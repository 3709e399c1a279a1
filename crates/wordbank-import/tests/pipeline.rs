use std::path::Path;
use std::sync::Arc;

use wordbank_import::dispatch::{DispatchOptions, import_dictionary};
use wordbank_import::lists::{ListOptions, ListSource, import_word_lists};
use wordbank_store::MemoryStore;
use wordbank_types::FrequencyCategory;

fn write_shard(dir: &Path, name: &str, body: &str) {
    std::fs::write(dir.join(name), body).unwrap();
}

fn seed_shards(dir: &Path) {
    write_shard(
        dir,
        "dictionary_data.json_a_words.json",
        r#"[
            {"word": "apple", "part_of_speech": "noun", "syllables": "ap-ple", "etymology": null},
            {"word": "anchor", "part_of_speech": "noun"}
        ]"#,
    );
    write_shard(
        dir,
        "dictionary_data.json_a_definitions.json",
        r#"[
            {"word": "apple", "definition_text": "a round fruit", "definition_number": 1},
            {"word": "apple", "definition_text": "a round fruit", "definition_number": 1},
            {"word": "aardvark", "definition_text": "orphan", "definition_number": 1}
        ]"#,
    );
    write_shard(
        dir,
        "dictionary_data.json_a_pronunciations.json",
        r#"[{"word": "apple", "pronunciation_text": "AP-uhl", "audio_url": "https://example.com/a.mp3"}]"#,
    );
    write_shard(
        dir,
        "dictionary_data.json_b_words.json",
        r#"[{"word": "banana", "part_of_speech": "noun"}]"#,
    );
    // metadata files never load
    write_shard(dir, "dictionary_data.json_a_metadata.json", "not even json");
}

#[tokio::test]
async fn dictionary_import_merges_uploads_and_creates_indexes() {
    let dir = tempfile::tempdir().unwrap();
    seed_shards(dir.path());

    let store = Arc::new(MemoryStore::new());
    let stats = import_dictionary(
        store.clone(),
        dir.path(),
        &DispatchOptions {
            batch_size: 100,
            max_workers: 8,
        },
    )
    .await
    .unwrap();

    assert_eq!(stats.succeeded, 3);
    assert_eq!(stats.failed, 0);
    assert!(store.indexes_created().await);

    let apple = store.row("dictionary", "apple").await.unwrap();
    assert_eq!(apple.letter, 'A');
    assert_eq!(apple.definitions.len(), 1);
    assert_eq!(apple.pronunciations.len(), 1);
    assert!(apple.list_name.is_none());

    let banana = store.row("dictionary", "banana").await.unwrap();
    assert_eq!(banana.letter, 'B');
    assert!(banana.definitions.is_empty());

    // orphan child record never became a row
    assert!(store.row("dictionary", "aardvark").await.is_none());
}

#[tokio::test]
async fn empty_shard_dir_skips_index_creation() {
    let dir = tempfile::tempdir().unwrap();
    let store = Arc::new(MemoryStore::new());

    let stats = import_dictionary(store.clone(), dir.path(), &DispatchOptions::default())
        .await
        .unwrap();

    assert_eq!(stats.succeeded, 0);
    assert!(!store.indexes_created().await);
    assert!(store.upsert_batches().await.is_empty());
}

#[tokio::test]
async fn list_import_tracks_missing_words_and_tags_rows() {
    let dir = tempfile::tempdir().unwrap();
    seed_shards(dir.path());
    let list = dir.path().join("frequent_words_cwl.txt");
    std::fs::write(&list, "apple\nzzznotfound\n").unwrap();

    let store = Arc::new(MemoryStore::new());
    let sources = [ListSource {
        category: FrequencyCategory::Frequent,
        path: list,
    }];
    let outcome = import_word_lists(
        store.clone(),
        dir.path(),
        &sources,
        &ListOptions {
            batch_size: 50,
            cohort_size: 500,
            seed: Some(1),
        },
    )
    .await
    .unwrap();

    assert_eq!(outcome.stats.succeeded, 1);
    assert_eq!(store.table_names().await, vec!["cwl_frequent_list_1"]);

    let apple = store.row("cwl_frequent_list_1", "apple").await.unwrap();
    assert_eq!(apple.list_name.as_deref(), Some("cwl_frequent_list_1"));

    let section = &outcome.report.sections[0];
    assert_eq!(section.total_words, 2);
    assert_eq!(section.missing_words, vec!["zzznotfound".to_string()]);
    assert!(outcome.report.render().contains("Missing: 1\nzzznotfound\n"));
}

#[tokio::test]
async fn rerunning_unchanged_inputs_reproduces_the_report() {
    let dir = tempfile::tempdir().unwrap();
    seed_shards(dir.path());
    let list = dir.path().join("moderate_words_cwl.txt");
    std::fs::write(&list, "banana\napple\nmissingone\nmissingtwo\n").unwrap();

    let sources = [ListSource {
        category: FrequencyCategory::Moderate,
        path: list,
    }];
    let options = ListOptions {
        batch_size: 50,
        cohort_size: 500,
        seed: Some(99),
    };

    let first = import_word_lists(Arc::new(MemoryStore::new()), dir.path(), &sources, &options)
        .await
        .unwrap();
    let second = import_word_lists(Arc::new(MemoryStore::new()), dir.path(), &sources, &options)
        .await
        .unwrap();

    assert_eq!(first.report, second.report);
    assert_eq!(first.report.render(), second.report.render());
}

#[tokio::test]
async fn large_category_splits_into_multiple_tables() {
    let dir = tempfile::tempdir().unwrap();
    // dictionary only knows three of the words
    write_shard(
        dir.path(),
        "dictionary_data.json_w_words.json",
        r#"[
            {"word": "word0000"}, {"word": "word0001"}, {"word": "word0002"}
        ]"#,
    );
    let words: Vec<String> = (0..1200).map(|i| format!("word{i:04}")).collect();
    let list = dir.path().join("infrequent_words_cwl.txt");
    std::fs::write(&list, words.join("\n")).unwrap();

    let store = Arc::new(MemoryStore::new());
    let sources = [ListSource {
        category: FrequencyCategory::Infrequent,
        path: list,
    }];
    let outcome = import_word_lists(
        store.clone(),
        dir.path(),
        &sources,
        &ListOptions {
            batch_size: 50,
            cohort_size: 500,
            seed: Some(5),
        },
    )
    .await
    .unwrap();

    assert_eq!(
        store.table_names().await,
        vec![
            "cwl_infrequent_list_1",
            "cwl_infrequent_list_2",
            "cwl_infrequent_list_3"
        ]
    );
    assert_eq!(outcome.stats.succeeded, 3);
    assert_eq!(outcome.report.sections[0].missing_words.len(), 1197);
}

* * * * *

## WHAT YOU ARE ASKED TO DO:
Set down every record above exactly as written.

## ANSWER TO THE PROBLEM:
repository 3709e399c1a279a1
filename crates/wordbank-import/tests/pipeline.rs
use std::path::Path;
use std::sync::Arc;

use wordbank_import::dispatch::{DispatchOptions, import_dictionary};
use wordbank_import::lists::{ListOptions, ListSource, import_word_lists};
use wordbank_store::MemoryStore;
use wordbank_types::FrequencyCategory;

fn write_shard(dir: &Path, name: &str, body: &str) {
    std::fs::write(dir.join(name), body).unwrap();
}

fn seed_shards(dir: &Path) {
    write_shard(
        dir,
        "dictionary_data.json_a_words.json",
        r#"[
            {"word": "apple", "part_of_speech": "noun", "syllables": "ap-ple", "etymology": null},
            {"word": "anchor", "part_of_speech": "noun"}
        ]"#,
    );
    write_shard(
        dir,
        "dictionary_data.json_a_definitions.json",
        r#"[
            {"word": "apple", "definition_text": "a round fruit", "definition_number": 1},
            {"word": "apple", "definition_text": "a round fruit", "definition_number": 1},
            {"word": "aardvark", "definition_text": "orphan", "definition_number": 1}
        ]"#,
    );
    write_shard(
        dir,
        "dictionary_data.json_a_pronunciations.json",
        r#"[{"word": "apple", "pronunciation_text": "AP-uhl", "audio_url": "https://example.com/a.mp3"}]"#,
    );
    write_shard(
        dir,
        "dictionary_data.json_b_words.json",
        r#"[{"word": "banana", "part_of_speech": "noun"}]"#,
    );
    // metadata files never load
    write_shard(dir, "dictionary_data.json_a_metadata.json", "not even json");
}

#[tokio::test]
async fn dictionary_import_merges_uploads_and_creates_indexes() {
    let dir = tempfile::tempdir().unwrap();
    seed_shards(dir.path());

    let store = Arc::new(MemoryStore::new());
    let stats = import_dictionary(
        store.clone(),
        dir.path(),
        &DispatchOptions {
            batch_size: 100,
            max_workers: 8,
        },
    )
    .await
    .unwrap();

    assert_eq!(stats.succeeded, 3);
    assert_eq!(stats.failed, 0);
    assert!(store.indexes_created().await);

    let apple = store.row("dictionary", "apple").await.unwrap();
    assert_eq!(apple.letter, 'A');
    assert_eq!(apple.definitions.len(), 1);
    assert_eq!(apple.pronunciations.len(), 1);
    assert!(apple.list_name.is_none());

    let banana = store.row("dictionary", "banana").await.unwrap();
    assert_eq!(banana.letter, 'B');
    assert!(banana.definitions.is_empty());

    // orphan child record never became a row
    assert!(store.row("dictionary", "aardvark").await.is_none());
}

#[tokio::test]
async fn empty_shard_dir_skips_index_creation() {
    let dir = tempfile::tempdir().unwrap();
    let store = Arc::new(MemoryStore::new());

    let stats = import_dictionary(store.clone(), dir.path(), &DispatchOptions::default())
        .await
        .unwrap();

    assert_eq!(stats.succeeded, 0);
    assert!(!store.indexes_created().await);
    assert!(store.upsert_batches().await.is_empty());
}

#[tokio::test]
async fn list_import_tracks_missing_words_and_tags_rows() {
    let dir = tempfile::tempdir().unwrap();
    seed_shards(dir.path());
    let list = dir.path().join("frequent_words_cwl.txt");
    std::fs::write(&list, "apple\nzzznotfound\n").unwrap();

    let store = Arc::new(MemoryStore::new());
    let sources = [ListSource {
        category: FrequencyCategory::Frequent,
        path: list,
    }];
    let outcome = import_word_lists(
        store.clone(),
        dir.path(),
        &sources,
        &ListOptions {
            batch_size: 50,
            cohort_size: 500,
            seed: Some(1),
        },
    )
    .await
    .unwrap();

    assert_eq!(outcome.stats.succeeded, 1);
    assert_eq!(store.table_names().await, vec!["cwl_frequent_list_1"]);

    let apple = store.row("cwl_frequent_list_1", "apple").await.unwrap();
    assert_eq!(apple.list_name.as_deref(), Some("cwl_frequent_list_1"));

    let section = &outcome.report.sections[0];
    assert_eq!(section.total_words, 2);
    assert_eq!(section.missing_words, vec!["zzznotfound".to_string()]);
    assert!(outcome.report.render().contains("Missing: 1\nzzznotfound\n"));
}

#[tokio::test]
async fn rerunning_unchanged_inputs_reproduces_the_report() {
    let dir = tempfile::tempdir().unwrap();
    seed_shards(dir.path());
    let list = dir.path().join("moderate_words_cwl.txt");
    std::fs::write(&list, "banana\napple\nmissingone\nmissingtwo\n").unwrap();

    let sources = [ListSource {
        category: FrequencyCategory::Moderate,
        path: list,
    }];
    let options = ListOptions {
        batch_size: 50,
        cohort_size: 500,
        seed: Some(99),
    };

    let first = import_word_lists(Arc::new(MemoryStore::new()), dir.path(), &sources, &options)
        .await
        .unwrap();
    let second = import_word_lists(Arc::new(MemoryStore::new()), dir.path(), &sources, &options)
        .await
        .unwrap();

    assert_eq!(first.report, second.report);
    assert_eq!(first.report.render(), second.report.render());
}

#[tokio::test]
async fn large_category_splits_into_multiple_tables() {
    let dir = tempfile::tempdir().unwrap();
    // dictionary only knows three of the words
    write_shard(
        dir.path(),
        "dictionary_data.json_w_words.json",
        r#"[
            {"word": "word0000"}, {"word": "word0001"}, {"word": "word0002"}
        ]"#,
    );
    let words: Vec<String> = (0..1200).map(|i| format!("word{i:04}")).collect();
    let list = dir.path().join("infrequent_words_cwl.txt");
    std::fs::write(&list, words.join("\n")).unwrap();

    let store = Arc::new(MemoryStore::new());
    let sources = [ListSource {
        category: FrequencyCategory::Infrequent,
        path: list,
    }];
    let outcome = import_word_lists(
        store.clone(),
        dir.path(),
        &sources,
        &ListOptions {
            batch_size: 50,
            cohort_size: 500,
            seed: Some(5),
        },
    )
    .await
    .unwrap();

    assert_eq!(
        store.table_names().await,
        vec![
            "cwl_infrequent_list_1",
            "cwl_infrequent_list_2",
            "cwl_infrequent_list_3"
        ]
    );
    assert_eq!(outcome.stats.succeeded, 3);
    assert_eq!(outcome.report.sections[0].missing_words.len(), 1197);
}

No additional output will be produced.